Thursday, September 13, 2018

Q&A with Gail Jarrow


Gail Jarrow is the author of Spooked!: How a Radio Broadcast and The War of the Worlds Sparked the 1938 Invasion of America, a new book for older kids. Her other books include Bubonic Panic and Fatal Fever. She lives in Ithaca, New York.

Q: Why did you choose the 1938 War of the Worlds broadcast as the subject of your new book?

A: As I researched my Deadly Diseases Trilogy (Red Madness, Fatal Fever, Bubonic Panic), I saw the way faulty thinking and lack of analysis led researchers  to the wrong conclusion about the cause and best treatment for each disease. 

Scientists and doctors held onto flawed beliefs even when other people presented solid proof of an alternative theory. As a result, patients suffered. 

This made me think about why people are fooled and misled, and I decided to find a hoax illustrating what can happen when one doesn’t gather evidence and think critically.

I settled on the War of the Worlds broadcast after I discovered (from an informal survey of middle school students) that my target readers had never heard about it.  The broadcast wasn’t an intentional hoax, but the results were the same—a duped audience.  

Q: How did you research the book, and what did you learn that especially surprised you?

A: First, I read the H.G. Wells novel again and listened to the actual 1938 broadcast. Then I read autobiographies and interviews involving the radio broadcast’s creators.

Digging into newspaper archives, I read the contemporary reports about the broadcast. I tapped secondary sources and interviewed experts to educate myself about radio broadcasting and human psychology.

But the most fun was visiting archives to read the 2,000 letters and telegrams from the public to Orson Welles and the Federal Trade Commission. People had strong opinions about the broadcast, and they weren’t shy about sharing them.

The biggest surprise for me was discovering that the decades-long conventional wisdom about a widespread panic was based on a flawed scientific study. It was a twist that I didn’t expect when I chose the topic.

Q: Why do you think the broadcast had such a huge impact, and do you think something similar could happen today?

A: In 1938, the world was on the verge of war. Many people were fearful. I think their anxiety made some of them susceptible to an invasion story. In fact, a few listeners later admitted that they assumed the invaders were Germans, not Martians.

The other key element was that radio broadcasting was a relatively recent technology. Although more homes had a radio than a telephone and radio listening was a top recreational activity, the public was not yet savvy about what they heard over the airwaves.  

People had learned to pay attention to breaking news flashes, such as the reports from Europe about Hitler’s aggression. So when Orson Welles and the Mercury Theatre used fictional news flashes to develop their updated War of the Worlds plot, some radio listeners assumed the reports were genuine. 

I see direct parallels with today’s Internet. Many people aren’t discerning enough about its content. Anyone who spends time with social media knows that some of us are as gullible as our ancestors were in 1938. I include a few examples of Internet hoaxes at the end of my book. So, yes, I do believe the potential for panic over content—either fabricated or unintentionally wrong— is still possible. 

Q: What do you hope readers take away from the book?

A: Be skeptical. Don’t believe everything you see, hear, and read. 

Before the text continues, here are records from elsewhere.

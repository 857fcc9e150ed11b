mod common;

use pretty_assertions::assert_eq;
use serde_json::json;
use typeschema_core::{descriptor::TypeDescriptor, metadata::Attributes};
use typeschema_registry::{DefinitionBuilder, DefinitionsBatch, TypeRegistry};

use common::{generator, tree_registry};

fn people() -> TypeRegistry {
    TypeRegistry::with_primitives()
        .with_definition(DefinitionBuilder::new("Address").property("city", "String").build())
        .with_definition(
            DefinitionBuilder::new("Person")
                .property("home", "Address")
                .property("work", "Address")
                .property("name", "String")
                .build(),
        )
}

#[test]
fn shared_types_are_referenced_from_definitions() -> anyhow::Result<()> {
    let schema = DefinitionsBatch::new()
        .with("Address")
        .build(&generator(people()), "Person")?;

    assert_eq!(
        schema.to_value(),
        json!({
            "type": "object",
            "properties": {
                "home": { "$ref": "#/definitions/Address" },
                "name": { "type": "string" },
                "work": { "$ref": "#/definitions/Address" }
            },
            "definitions": {
                "Address": {
                    "type": "object",
                    "properties": { "city": { "type": "string" } }
                }
            }
        })
    );
    Ok(())
}

/// `Address` is required wherever it is declared and links to itself.
fn linked_addresses() -> TypeRegistry {
    TypeRegistry::with_primitives()
        .with_definition(
            DefinitionBuilder::new("Address")
                .property("city", "String")
                .property("next", "Address")
                .attributes(Attributes::new().required())
                .build(),
        )
        .with_definition(
            DefinitionBuilder::new("Person")
                .property("home", "Address")
                .property("name", "String")
                .build(),
        )
}

#[test]
fn batching_keeps_required_lists_of_references() -> anyhow::Result<()> {
    let generator = generator(linked_addresses());
    let inline = generator.generate("Person")?;
    let batched = DefinitionsBatch::new()
        .with("Address")
        .build(&generator, "Person")?;

    assert_eq!(
        batched.to_value(),
        json!({
            "type": "object",
            "properties": {
                "home": { "$ref": "#/definitions/Address" },
                "name": { "type": "string" }
            },
            "required": ["home"],
            "definitions": {
                "Address": {
                    "type": "object",
                    "properties": {
                        "city": { "type": "string" },
                        "next": { "$ref": "#/definitions/Address" }
                    },
                    "required": ["next"]
                }
            }
        })
    );
    assert_eq!(batched.get("required"), inline.get("required"));
    Ok(())
}

#[test]
fn definition_anchors_are_pointer_escaped() -> anyhow::Result<()> {
    let registry = TypeRegistry::with_primitives()
        .with_definition(DefinitionBuilder::new("geo/Point").property("x", "f64").build())
        .with_definition(DefinitionBuilder::new("Shape").property("origin", "geo/Point").build());

    let schema = DefinitionsBatch::new()
        .with("geo/Point")
        .build(&generator(registry), "Shape")?;

    let value = schema.to_value();
    assert_eq!(
        value["properties"]["origin"],
        json!({ "$ref": "#/definitions/geo~1Point" })
    );
    assert_eq!(value["definitions"]["geo/Point"]["properties"]["x"], json!({ "type": "number" }));
    Ok(())
}

#[test]
fn batched_root_becomes_a_reference() -> anyhow::Result<()> {
    let schema = DefinitionsBatch::new()
        .with("Node")
        .build(&generator(tree_registry()), "Node")?;

    assert_eq!(
        schema.to_value(),
        json!({
            "$ref": "#/definitions/Node",
            "definitions": {
                "Node": {
                    "type": "object",
                    "properties": {
                        "children": {
                            "type": "array",
                            "items": { "$ref": "#/definitions/Node" }
                        },
                        "id": { "type": "string" }
                    }
                }
            }
        })
    );
    Ok(())
}

#[test]
fn definitions_reference_each_other() -> anyhow::Result<()> {
    let schema = DefinitionsBatch::new()
        .with("Person")
        .with("Address")
        .with("Person")
        .build(&generator(people()), TypeDescriptor::array_of("Person"))?;

    let value = schema.to_value();
    assert_eq!(value["items"], json!({ "$ref": "#/definitions/Person" }));
    assert_eq!(
        value["definitions"]["Person"]["properties"]["home"],
        json!({ "$ref": "#/definitions/Address" })
    );
    assert_eq!(
        value["definitions"].as_object().map(|d| d.len()),
        Some(2)
    );
    Ok(())
}

#[test]
fn empty_batch_adds_no_definitions() -> anyhow::Result<()> {
    let generator = generator(people());
    let batched = DefinitionsBatch::new().build(&generator, "Person")?;
    assert_eq!(batched, generator.generate("Person")?);
    assert!(batched.get("definitions").is_none());
    Ok(())
}

#[test]
fn type_table_drives_generation() -> anyhow::Result<()> {
    let registry = TypeRegistry::from_json(
        r#"{
            "enums": { "Color": ["red", "green"] },
            "types": [
                { "name": "Pixel",
                  "fields": [
                    { "name": "color", "ty": "Color" },
                    { "name": "neighbours", "ty": { "array": "Pixel" } }
                  ],
                  "accessors": [ { "name": "getColor" }, { "name": "getNeighbours" } ],
                  "attributes": { "additionalProperties": false } }
            ]
        }"#,
    )?;

    let schema = generator(registry).generate("Pixel")?;
    assert_eq!(
        schema.to_value(),
        json!({
            "type": "object",
            "additionalProperties": false,
            "properties": {
                "color": { "type": "string", "enum": ["red", "green"] },
                "neighbours": { "type": "array", "items": { "$ref": "#" } }
            }
        })
    );
    Ok(())
}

Q: What are you working on now?

A: Next fall, Calkins Creek will publish The Poison Eaters, a NF book for grades 5-12. The narrative takes place in the late 1800s to early 1900s, when food and drugs were unregulated and the public was literally eating poison.

I tell the story of the amazing, hard-fought battle to better protect Americans, culminating in the founding of the Food and Drug Administration. 

Right now, I’m in the middle of researching Blood and Germs, a NF book about Civil War medicine that will be published by Calkins Creek in fall 2020. It will be the first book in my new trilogy, Medical Fiascos. 

Q: Anything else we should know?

A: I love learning new information as I research my books. But the best part is realizing how relevant these historical topics are. History is worth our attention. Knowing about the past can help us better navigate the present.

--Interview with Deborah Kalb

1 comment:

  1. I am intrigued by how people would react today with twitter, Facebook, etc. constantly putting out information, whether it's based on fact or not. I wonder if a "credible" news source put out fake news (like this hasn't already happened) about an invasion, if in today's world how people would react.